More specifically, an AI may identify a highly effective biological intervention without accounting for ecological impact or ethical acceptability. A materials optimization system may prioritize performance while ignoring environmental cost. The outputs are impressive, but the responsibility for consequences remains human. For this kind of expert, the future is not about accelerating experimentation alone. It is about becoming the moral and strategic decision-maker, the one who decides which discoveries are worth advancing and under what conditions. Their value increasingly lies in ethical judgment, long-term thinking, and responsibility for outcomes that extend well beyond immediate success.This shift comes with important and significant consequences. In the long run, we will likely see a decline in demand for experts whose roles rely almost exclusively on routine cognitive work. For many professionals, this means actively rethinking career paths and embracing change management rather than resisting it. A new core skill emerges across domains: the ability to supervise AI systems, whether through HITL or HOTL models.
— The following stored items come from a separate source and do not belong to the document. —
//! Save/Load system for the chef profile.
//!
//! This crate provides:
//! - F5 keyboard shortcut for manual saves
//! - F9 keyboard shortcut to load the latest manual save
//! - F8 keyboard shortcut to load the autosave
//! - Automatic saves every 30 seconds
//! - Scene-based serialization using Bevy's DynamicSceneBuilder
//!
//! Only the `PlayerProfile` resource goes into save files; orders, station
//! contents and disasters are session state and start fresh.

use {
    bevy::prelude::*,
    chrono::Local,
    progression::PlayerProfile,
    progression_assets::ProgressionConfig,
    states::GameState,
    std::{fs, io::Write as _, path::Path},
};

/// Save files live under the asset root so loads can go through the
/// regular `DynamicScene` asset path.
const SAVES_DIR: &str = "assets/saves";

/// Event to trigger loading a save file.
#[derive(Event)]
pub struct LoadGame {
    is_autosave: bool,
}

/// Timer resource for automatic saves.
#[derive(Resource)]
pub struct AutosaveTimer(Timer);

impl Default for AutosaveTimer {
    fn default() -> Self {
        Self(Timer::from_seconds(30.0, TimerMode::Repeating))
    }
}

pub struct SaveLoadPlugin;

impl Plugin for SaveLoadPlugin {
    fn build(&self, app: &mut App) {
        app.init_resource::<AutosaveTimer>()
            .add_systems(
                Update,
                trigger_load_on_keypress.run_if(in_state(GameState::Running)),
            )
            .add_systems(
                Update,
                reseed_starters.run_if(resource_changed::<PlayerProfile>),
            )
            .add_systems(
                PostUpdate,
                execute_save.run_if(in_state(GameState::Running)),
            )
            .add_observer(execute_load)
            .add_systems(OnExit(GameState::Running), reset_autosave_timer);
    }
}

/// Exclusive system that handles manual and automatic saves.
fn execute_save(world: &mut World) {
    let mut is_autosave = false;
    let mut manual_triggered = false;

    if let Some(keyboard) = world.get_resource::<ButtonInput<KeyCode>>()
        && keyboard.just_pressed(KeyCode::F5)
    {
        info!("Manual save triggered (F5)");
        manual_triggered = true;
    }

    if manual_triggered {
        // Reset the autosave timer to avoid back-to-back saves.
        if let Some(mut timer) = world.get_resource_mut::<AutosaveTimer>() {
            timer.0.reset();
        }
    } else {
        let Some(delta) = world.get_resource::<Time>().map(|t| t.delta()) else {
            return;
        };
        let Some(mut timer) = world.get_resource_mut::<AutosaveTimer>() else {
            return;
        };
        if timer.0.tick(delta).just_finished() {
            info!("Autosave triggered");
            is_autosave = true;
        } else {
            return;
        }
    }

    let filename = if is_autosave {
        "autosave.scn.ron".to_string()
    } else {
        let timestamp = Local::now().format("%Y-%m-%d_%H-%M-%S");
        format!("save_{timestamp}.scn.ron")
    };

    let saves_dir = Path::new(SAVES_DIR);
    let filepath = saves_dir.join(&filename);

    if let Err(e) = fs::create_dir_all(saves_dir) {
        error!("Failed to create saves directory: {e}");
        return;
    }

    let scene = DynamicSceneBuilder::from_world(world)
        .allow_resource::<PlayerProfile>()
        .extract_resources()
        .build();

    let type_registry = world.resource::<AppTypeRegistry>().clone();
    let type_registry = type_registry.read();

    let serialized = match scene.serialize(&type_registry) {
        Ok(data) => data,
        Err(e) => {
            error!("Failed to serialize save scene: {e}");
            return;
        }
    };

    match fs::File::options()
        .write(true)
        .truncate(true)
        .create(true)
        .open(&filepath)
    {
        Ok(mut file) => {
            if let Err(e) = file.write_all(serialized.as_bytes()) {
                error!("Failed to write save file: {e}");
                return;
            }
            info!("Game saved to {}", filepath.display());
        }
        Err(e) => {
            error!("Failed to create save file: {e}");
        }
    }
}

/// Triggers a load when F9 (latest manual save) or F8 (autosave) is pressed.
fn trigger_load_on_keypress(keyboard: Res<ButtonInput<KeyCode>>, mut commands: Commands) {
    if keyboard.just_pressed(KeyCode::F9) {
        info!("Load triggered (F9)");
        commands.trigger(LoadGame { is_autosave: false });
    }

    if keyboard.just_pressed(KeyCode::F8) {
        info!("Load triggered (F8)");
        commands.trigger(LoadGame { is_autosave: true });
    }
}

/// Observer that handles the LoadGame event. The spawned dynamic scene
/// overwrites `PlayerProfile` when it applies.
fn execute_load(
    trigger: On<LoadGame>,
    asset_server: Res<AssetServer>,
    mut scene_spawner: ResMut<SceneSpawner>,
) {
    let LoadGame { is_autosave } = trigger.event();
    let saves_dir = Path::new(SAVES_DIR);

    let latest_save = if *is_autosave {
        saves_dir.join("autosave.scn.ron")
    } else {
        match find_latest_save(saves_dir) {
            Some(path) => path,
            None => {
                warn!("No save files found in saves directory");
                return;
            }
        }
    };

    info!("Loading save file: {}", latest_save.display());

    // Asset paths are relative to the asset root.
    let relative = latest_save
        .strip_prefix("assets")
        .unwrap_or(&latest_save)
        .to_string_lossy()
        .trim_start_matches('/')
        .to_string();
    let handle: Handle<DynamicScene> = asset_server.load(relative);
    scene_spawner.spawn_dynamic(handle);
}

/// Finds the most recent manual save file in the saves directory.
fn find_latest_save(saves_dir: &Path) -> Option<std::path::PathBuf> {
    let entries = fs::read_dir(saves_dir).ok()?;

    entries
        .filter_map(|e| e.ok())
        .filter(|e| {
            e.path()
                .extension()
                .and_then(|ext| ext.to_str())
                .is_some_and(|ext| ext == "ron")
        })
        .filter(|e| {
            e.path()
                .file_name()
                .and_then(|name| name.to_str())
                .is_some_and(|name| name.starts_with("save_"))
        })
        .max_by_key(|e| e.metadata().and_then(|m| m.modified()).ok())
        .map(|e| e.path())
}

/// Keeps the starter set merged into the profile. Runs whenever the
/// profile changes, so freshly loaded saves pick up starters that were
/// added after the save was written.
fn reseed_starters(mut profile: ResMut<PlayerProfile>, config: Option<Res<ProgressionConfig>>) {
    let Some(config) = config else {
        return;
    };
    if config.starter_ingredients.iter().all(|s| profile.is_unlocked(s)) {
        return;
    }
    profile.seed_starters(&config.starter_ingredients);
}

fn reset_autosave_timer(mut timer: ResMut<AutosaveTimer>) {
    *timer = AutosaveTimer::default();
}
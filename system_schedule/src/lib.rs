use bevy::prelude::*;

#[derive(SystemSet, Debug, Hash, PartialEq, Eq, Clone)]
pub enum GameSchedule {
    FrameStart,
    ResolveIntent,
    PerformAction,
    Effect,
    FrameEnd,
}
Experts must learn how to validate outputs, detect failure modes, understand model limits, and intervene responsibly.
At the same time, experts carry a new obligation: ensuring that the AI systems they work with are capable, effective, and governed properly. This requires robust AI governance frameworks, validation processes, and institutional oversight. We do not move forward by using AI blindly; we move forward by building AI systems that are trustworthy enough to carry real responsibility, under human supervision. Crucially, AI should not consume expert time; it should free it. By embedding AI into daily workflows, repetitive and preparatory work can be automated, allowing experts to focus on what humans still do best: resolving ambiguity, making ethical trade-offs, and pushing toward the next meaningful breakthrough. Automation and discovery are not opposites; they form a cycle.
In essence, the AI pipeline we need is one where human expertise remains central, while the path toward high-risk, high-impact, AI-assisted decision-making becomes faster, safer, and more effective and efficient. The age of the expert is not ending, but it is undergoing its most profound transformation yet. With AGI and ASI still distant prospects, the immediate reality is close collaboration with increasingly powerful narrow AI and capable systems. It is the responsibility of today’s experts to ensure those systems truly add value. When experts can confidently claim that the AI they use is effective and capable, they can let go of the repetitive activities that take away a large amount of their time and energy, and focus on what really matters and what they have been educated for. That is how we unlock progress. And ultimately, that is what we are all aiming for: to move forward, faster.